Человек в Хаосе мира строит себе защищающие Дома из традиций, обыкновений, ритуалов, условностей и живет на два дома - в буднях и в празднике. Это - дома с разными укладами, но оба они - дома. Наличие обоих - даже если и тот, и другой в процессе вырождения посттрадиционной культуры стали представлять собой нечто очень плоское, типа в будни - рутина, а в праздник - выспаться, наесться-напиться и смотреть телевизор - создают объемность переживания мира.

Праздник "переключает" человека, дает ему возможность - скорее, даже заставляет его - взглянуть на свои будничные состояния и занятия извне. Тем уютнее кажется "новый" дом, когда мы в него окончательно переселимся и обживем его, когда новый-старый порядок, от которого мы успели отвыкнуть, снова станет нас поддерживать. Праздник - обретение других возможностей самих себя. И понимания того, что и они преходящи и частичны.

Поэтому даже сейчас важно и войти в праздник, и покинуть его - и испытать неуют, незащищенность без него, чтобы тем острее пережить новый уют и новую защищенность будней.

"Черное время" - вот уж действительно тень, которую праздник отбрасывает позади себя, - нормальная реакция на утрату уходящего с праздником Значительного, очередной раз не давшегося в руки, или хотя бы чувства возможности его. И эту утрату тоже следует прожить в полной мере. От нее нельзя отворачиваться. То есть отвернуться-то можно, но тогда мы не поймем ее собственных, несомненных, ничем не заменимых смыслов.

Праздник и должен обманывать ожидания: в этом, если угодно, одна из очень важных его правд. Оборвавшись в послепраздничную пустоту, он и должен давать нам понять, что не нашли мы окончательного смысла своего существования, что не получилось у нас желанного обновления, что наши тропы, как бы они ни были нам милы и удобны, - действительно глухие, кривые и окольные. Надо продолжать поиски.
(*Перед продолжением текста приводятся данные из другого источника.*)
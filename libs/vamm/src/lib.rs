//! # Dated IRS Virtual AMM - Concentrated Liquidity Engine
//!
//! ## Purpose
//!
//! Pricing and liquidity engine for fixed-for-floating interest-rate swaps
//! with a fixed maturity. Liquidity providers commit base notional across tick
//! ranges, takers swap variable notional for fixed tokens, and every position
//! accrues its share of each trade through growth accounting without being
//! touched by the trade itself.
//!
//! ## Integration Points
//!
//! - **Input Sources**: Market settings from `irs-config`, a variable-rate index
//!   through [`RateIndexSource`], authorization through [`AuthorizationGate`]
//! - **Output Destinations**: Settlement and margin layers reading
//!   [`SwapResult`], filled and unfilled account balances and TWAP rates
//! - **Price Scale**: `price = 1.0001^(-tick)` in percent, square-root prices in
//!   Q64.96 fixed point, ticks in `[-69100, 69100]`
//! - **Precision**: Integer fixed point for prices and growth, `Decimal` for
//!   rates, coefficients and the rate index
//!
//! ## Architecture Role
//!
//! ```text
//! VammPool ──(MarketId, maturity)──► Vamm
//!                                     ├── TickRegistry ── TickBitmap
//!                                     ├── PositionLedger
//!                                     ├── Oracle
//!                                     └── swap::simulate_swap ── swap_math, vamm_math, tick_math
//! ```
//!
//! All state for a market lives in one [`Vamm`]. Mutations are staged against
//! a snapshot and committed at the end, so a failed call never leaves a
//! partial write. The pool serializes callers with non-blocking locks.
//!
//! ## Performance Profile
//!
//! - **Swap**: one bitmap word lookup per step, steps bounded by initialized
//!   ticks between the start price and the limit
//! - **Mint/Burn**: O(1) in the number of ticks and positions
//! - **TWAP**: O(log cardinality) binary search over the observation buffer
//! - **Memory**: sparse tick and bitmap maps, observations grow on request only

pub mod error;
pub mod oracle;
pub mod pool;
pub mod position;
pub mod state;
pub mod swap;
pub mod swap_math;
pub mod tick;
pub mod tick_bitmap;
pub mod tick_math;
pub mod traits;
pub mod vamm;
pub mod vamm_config;
pub mod vamm_math;

pub use error::{ErrorClass, VammError, VammResult};
pub use oracle::{Observation, Oracle};
pub use pool::{MarketHandle, MarketKey, VammPool};
pub use position::{
    FilledBalances, Position, PositionKey, PositionLedger, UnfilledBalances, UnfilledBases,
};
pub use state::VammState;
pub use swap::{SwapParams, SwapResult};
pub use tick::{GrowthGlobals, TickInfo, TickRegistry};
pub use tick_math::{
    price_at_tick, sqrt_price_at_tick, tick_at_sqrt_price, MAX_SQRT_RATIO, MAX_TICK,
    MIN_SQRT_RATIO, MIN_TICK,
};
pub use traits::{
    AuthorizationGate, CallContext, FixedRateIndex, GatedAction, OpenGate, RateIndexSource,
};
pub use vamm::Vamm;
pub use vamm_config::{VammConfig, VammImmutableConfig, VammMutableConfig};
pub use vamm_math::{VammMath, SECONDS_IN_YEAR};

/// Common types for callers
pub use rust_decimal::Decimal;
pub use types::{AccountId, MarketId};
Праздник - резервуар инаковости. Вернее, такой - пустой, - который инаковостью можно наполнить. Теперь уже какой хочешь: традиция ничего всерьез и не требует. Но тем ситуация требовательнее: то, что раньше обеспечивала традиция, человек должен устроить себе самостоятельно. Не потому, что самостоятельно лучше (это еще не факт).

А просто потому, что, увы, нет другого выхода.